4-The invalid initial parameters disrupt liquidity positioning, leading to inefficient liquidity distribution and potential financial imbalances.
5-The BOOST peg becomes destabilized from the outset, causing financial losses and undermining user trust.

Impact

The protocol experiences a high risk of improper liquidity positioning and financial imbalances due to invalid initial parameters.

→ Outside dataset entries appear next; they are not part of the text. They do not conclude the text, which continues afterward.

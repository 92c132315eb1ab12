//! Threaded runtime for Elea programs.
//!
//! A `run_thread` block executes the same statement block on several worker
//! units in parallel and collects one return value per worker, ordered by the
//! worker's index. `run_thread_limited` does the same with at most `limit`
//! workers running at once; the rest wait in a FIFO queue.
//!
//! Workers share no mutable state with the coordinator or with each other.
//! Everything a worker cannot do itself (print, append CSV rows, plot, read
//! coordinator-held values) travels as a message to the coordinator, which
//! performs it through an [`IoProxy`].
//!
//! # Architecture
//!
//! ```text
//! ┌─────────────────────────────────────────────────────────────────────────────┐
//! │                               ThreadPool                                    │
//! │                  (coordinator loop - caller's tokio task)                   │
//! ├─────────────────────────────────────────────────────────────────────────────┤
//! │                                                                             │
//! │   ┌───────────────┐  ┌───────────────┐  ┌───────────────┐   ┌────────────┐  │
//! │   │  Worker 0     │  │  Worker 1     │  │  Worker 2     │   │ FIFO queue │  │
//! │   │  (blocking)   │  │  (blocking)   │  │  (blocking)   │   │  (pending  │  │
//! │   │               │  │               │  │               │   │   tasks)   │  │
//! │   │ WorkerRuntime │  │ WorkerRuntime │  │ WorkerRuntime │   └────────────┘  │
//! │   │  Correlator   │  │  Correlator   │  │  Correlator   │                   │
//! │   │  WorkerInbox  │  │  WorkerInbox  │  │  WorkerInbox  │                   │
//! │   └───────┬───────┘  └───────┬───────┘  └───────┬───────┘                   │
//! │           │ ▲                │ ▲                │ ▲                         │
//! │           └─┼────────────────┼─┼────────────────┘ │                         │
//! │             │   worker msgs  │ │  VALUE_REPLY     │                         │
//! │             │       ┌────────▼─┴────────┐         │                         │
//! │             └───────┤  MessageRouter    ├─────────┘                         │
//! │                     │  (RunContext)     │                                   │
//! │                     └─────────┬─────────┘                                   │
//! │                               │                                             │
//! ├───────────────────────────────▼─────────────────────────────────────────────┤
//! │                IoProxy: console · CSV buffer · plot · values                │
//! └─────────────────────────────────────────────────────────────────────────────┘
//! ```
//!
//! Statement blocks are synchronous and run on tokio's blocking pool, so a
//! worker waiting for a value reply never stalls the coordinator loop.

mod config;
mod context;
mod correlator;
pub mod io;
mod router;
mod scheduler;
mod stats;
mod task;
mod worker;

pub use config::PoolConfig;
pub use context::{FailureKind, ResultArray, RunContext, TaskFailure, WorkerStatus};
pub use correlator::Correlator;
pub use router::{MessageRouter, WorkerInbox};
pub use scheduler::{ConcurrencyLimit, RunError, RunRequest, ThreadPool, WorkerExecutionError};
pub use stats::{PoolStats, PoolStatsHandle};
pub use task::{ImportedVariables, StatementBlock, Task, WorkerFault};
pub use worker::{RequestError, WorkerContext};

use std::num::NonZeroUsize;

/// Available parallelism of the host, falling back to 1 when unknown.
pub fn hardware_concurrency() -> usize {
    std::thread::available_parallelism()
        .map(NonZeroUsize::get)
        .unwrap_or(1)
}
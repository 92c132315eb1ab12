//! Pool statistics shared between the scheduler and observers.

use serde::Serialize;
use std::sync::atomic::{AtomicU64, AtomicUsize, Ordering};
use std::sync::Arc;

/// Atomic counters updated by the scheduler and router.
#[derive(Debug, Default)]
pub(crate) struct SharedStats {
    runs_completed: AtomicU64,
    workers_spawned: AtomicU64,
    messages_routed: AtomicU64,
    protocol_violations: AtomicU64,
    running: AtomicUsize,
    peak_running: AtomicUsize,
}

impl SharedStats {
    pub(crate) fn new() -> Arc<Self> {
        Arc::new(Self::default())
    }

    pub(crate) fn record_run(&self) {
        self.runs_completed.fetch_add(1, Ordering::Relaxed);
    }

    pub(crate) fn record_routed(&self) {
        self.messages_routed.fetch_add(1, Ordering::Relaxed);
    }

    pub(crate) fn record_violation(&self) {
        self.protocol_violations.fetch_add(1, Ordering::Relaxed);
    }

    /// A worker entered the running state.
    pub(crate) fn worker_started(&self) {
        self.workers_spawned.fetch_add(1, Ordering::Relaxed);
        let now = self.running.fetch_add(1, Ordering::SeqCst) + 1;
        self.peak_running.fetch_max(now, Ordering::SeqCst);
    }

    /// A worker unit exited.
    pub(crate) fn worker_exited(&self) {
        self.running.fetch_sub(1, Ordering::SeqCst);
    }
}

/// Snapshot of pool statistics.
#[derive(Debug, Clone, Default, PartialEq, Eq, Serialize)]
pub struct PoolStats {
    pub runs_completed: u64,
    pub workers_spawned: u64,
    pub messages_routed: u64,
    pub protocol_violations: u64,
    /// Workers currently running.
    pub running: usize,
    /// Highest number of simultaneously running workers ever observed.
    pub peak_running: usize,
}

/// Handle for reading pool statistics from anywhere.
///
/// The pool is borrowed mutably while a run is in flight, so this handle
/// exposes the counters through a shared `Arc` instead.
#[derive(Debug, Clone)]
pub struct PoolStatsHandle {
    inner: Arc<SharedStats>,
}

impl PoolStatsHandle {
    pub(crate) fn new(inner: Arc<SharedStats>) -> Self {
        Self { inner }
    }

    /// Workers currently running.
    pub fn running(&self) -> usize {
        self.inner.running.load(Ordering::SeqCst)
    }

    /// Highest number of simultaneously running workers observed so far.
    pub fn peak_running(&self) -> usize {
        self.inner.peak_running.load(Ordering::SeqCst)
    }

    /// Messages dropped because they violated the protocol.
    pub fn protocol_violations(&self) -> u64 {
        self.inner.protocol_violations.load(Ordering::Relaxed)
    }

    /// Get a snapshot of all pool statistics.
    pub fn snapshot(&self) -> PoolStats {
        PoolStats {
            runs_completed: self.inner.runs_completed.load(Ordering::Relaxed),
            workers_spawned: self.inner.workers_spawned.load(Ordering::Relaxed),
            messages_routed: self.inner.messages_routed.load(Ordering::Relaxed),
            protocol_violations: self.protocol_violations(),
            running: self.running(),
            peak_running: self.peak_running(),
        }
    }
}
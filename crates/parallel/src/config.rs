//! Thread pool configuration.

use std::time::Duration;

/// Thread pool configuration.
#[derive(Debug, Clone)]
pub struct PoolConfig {
    /// Prefix console lines with the originating worker (`[thread 3] ...`).
    pub tag_console_output: bool,

    /// How long a worker waits for a value reply before giving up.
    ///
    /// `None` waits forever: a stalled coordinator stalls the requesting
    /// worker.
    pub request_timeout: Option<Duration>,
}

impl Default for PoolConfig {
    fn default() -> Self {
        Self {
            tag_console_output: true,
            request_timeout: None,
        }
    }
}

impl PoolConfig {
    /// Create a new pool configuration with default values.
    pub fn new() -> Self {
        Self::default()
    }

    /// Enable or disable worker tags on console lines.
    pub fn with_console_tags(mut self, enabled: bool) -> Self {
        self.tag_console_output = enabled;
        self
    }

    /// Bound how long a worker waits for a value reply.
    pub fn with_request_timeout(mut self, timeout: Duration) -> Self {
        self.request_timeout = Some(timeout);
        self
    }
}

#[cfg(test)]
mod tests {
    use super::*;

    #[test]
    fn test_config_builder() {
        let config = PoolConfig::new()
            .with_console_tags(false)
            .with_request_timeout(Duration::from_millis(250));

        assert!(!config.tag_console_output);
        assert_eq!(config.request_timeout, Some(Duration::from_millis(250)));
    }

    #[test]
    fn test_default_waits_forever() {
        let config = PoolConfig::default();
        assert!(config.tag_console_output);
        assert!(config.request_timeout.is_none());
    }
}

This can lead to reduced liquidity efficiency, increased slippage, and immediate destabilization of the BOOST peg, severely affecting user confidence and financial stability.

PoC

// SPDX-License-Identifier: MIT
pragma solidity 0.8.19;

import "./SolidlyV3AMO.sol";

contract InitializationAttack {
    SolidlyV3AMO amo;

    constructor() {
        amo = new SolidlyV3AMO();
    }

    function exploit() public {
        // Initialize with out-of-bounds tick bounds and target price
        amo.initialize(
            msg.sender,            // admin
            address(0xBoost),      // boost_
            address(0xUSD),        // usd_
            address(0xPool),       // pool_
            address(0xMinter),     // boostMinter_
            100,                   // tickLower_ (invalid)
            50,                    // tickUpper_ (invalid, less than tickLower_)
            0,                     // targetSqrtPriceX96_ (invalid, below MIN_SQRT_RATIO)
            0,                     // boostMultiplier_ set to 0 (invalid)
            FACTOR + 1000,         // validRangeWidth_ set beyond FACTOR
            FACTOR - 1000,         // validRemovingRatio_ set below FACTOR
            FACTOR + 500,          // usdUsageRatio_ set beyond FACTOR
            0,                     // boostLowerPriceSell_ set to 0
            type(uint256).max      // boostUpperPriceBuy_ set to max
        );
    }
}

Mitigation

1-Implement Range Validation in initialize:
Ensure that initial parameters like tickLower_, tickUpper_, and targetSqrtPriceX96_ are within acceptable ranges.

function initialize(
    address admin,
    address boost_,
    address usd_,
    address pool_,
    address boostMinter_,
    int24 tickLower_,
    int24 tickUpper_,
    uint160 targetSqrtPriceX96_,
    uint256 boostMultiplier_,
    uint24 validRangeWidth_,
    uint24 validRemovingRatio_,
    uint24 usdUsageRatio_,
    uint256 boostLowerPriceSell_,
    uint256 boostUpperPriceBuy_
) public initializer {
    super.initialize(admin, boost_, usd_, pool_, boostMinter_);

    _grantRole(SETTER_ROLE, msg.sender);
    require(tickLower_ < tickUpper_, "tickLower must be less than tickUpper");
    require(tickLower_ >= MIN_TICK && tickUpper_ <= MAX_TICK, "Tick bounds out of range");
    require(targetSqrtPriceX96_ > MIN_SQRT_RATIO && targetSqrtPriceX96_ < MAX_SQRT_RATIO, "Invalid target sqrtPriceX96");

    setTickBounds(tickLower_, tickUpper_);
    setTargetSqrtPriceX96(targetSqrtPriceX96_);
    setParams(
        boostMultiplier_,
        validRangeWidth_,
        validRemovingRatio_,
        usdUsageRatio_,
        boostLowerPriceSell_,
        boostUpperPriceBuy_
    );
    _revokeRole(SETTER_ROLE, msg.sender);
}

2-Add Validation Checks in Setter Functions:
Ensure that any setter functions called during initialization enforce validation.
3-Implement Multi-Signature Controls:
Require multiple approvals for setting critical parameters during initialization to prevent single-point manipulation.
4-Regular Audits and Monitoring:
Continuously monitor initialization parameters to ensure they are set correctly and within expected ranges.
5-Role Management Best Practices:
Ensure that only trusted addresses are granted the SETTER_ROLE during initialization and beyond.